Each entry must be written out again exactly as it stands.

*** Data provided ***

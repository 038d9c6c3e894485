use async_trait::async_trait;
use tokio::sync::RwLock;
use uuid::Uuid;

use super::{RequestStore, StoreError, StoreResult};
use crate::db::models::clearance::ClearanceRequest;

/// Volatile store, mainly for tests and demos.
#[derive(Debug, Default)]
pub struct MemoryStore {
    requests: RwLock<Vec<ClearanceRequest>>,
}

impl MemoryStore {
    pub fn new() -> Self {
        Self::default()
    }
}

#[async_trait]
impl RequestStore for MemoryStore {
    async fn list(&self) -> StoreResult<Vec<ClearanceRequest>> {
        Ok(self.requests.read().await.clone())
    }

    async fn get(&self, id: Uuid) -> StoreResult<Option<ClearanceRequest>> {
        Ok(self.requests.read().await.iter().find(|r| r.id == id).cloned())
    }

    async fn insert(&self, request: &ClearanceRequest) -> StoreResult<()> {
        let mut requests = self.requests.write().await;
        if requests.iter().any(|r| r.id == request.id) {
            return Err(StoreError::Duplicate(request.id));
        }
        requests.push(request.clone());
        Ok(())
    }

    async fn replace(&self, request: &ClearanceRequest) -> StoreResult<()> {
        let mut requests = self.requests.write().await;
        let slot = requests
            .iter_mut()
            .find(|r| r.id == request.id)
            .ok_or(StoreError::Missing(request.id))?;
        *slot = request.clone();
        Ok(())
    }
}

*** End of Data provided ***

_Solution to this problem_
repository 038d9c6c3e894485
use async_trait::async_trait;
use tokio::sync::RwLock;
use uuid::Uuid;

use super::{RequestStore, StoreError, StoreResult};
use crate::db::models::clearance::ClearanceRequest;

/// Volatile store, mainly for tests and demos.
#[derive(Debug, Default)]
pub struct MemoryStore {
    requests: RwLock<Vec<ClearanceRequest>>,
}

impl MemoryStore {
    pub fn new() -> Self {
        Self::default()
    }
}

#[async_trait]
impl RequestStore for MemoryStore {
    async fn list(&self) -> StoreResult<Vec<ClearanceRequest>> {
        Ok(self.requests.read().await.clone())
    }

    async fn get(&self, id: Uuid) -> StoreResult<Option<ClearanceRequest>> {
        Ok(self.requests.read().await.iter().find(|r| r.id == id).cloned())
    }

    async fn insert(&self, request: &ClearanceRequest) -> StoreResult<()> {
        let mut requests = self.requests.write().await;
        if requests.iter().any(|r| r.id == request.id) {
            return Err(StoreError::Duplicate(request.id));
        }
        requests.push(request.clone());
        Ok(())
    }

    async fn replace(&self, request: &ClearanceRequest) -> StoreResult<()> {
        let mut requests = self.requests.write().await;
        let slot = requests
            .iter_mut()
            .find(|r| r.id == request.id)
            .ok_or(StoreError::Missing(request.id))?;
        *slot = request.clone();
        Ok(())
    }
}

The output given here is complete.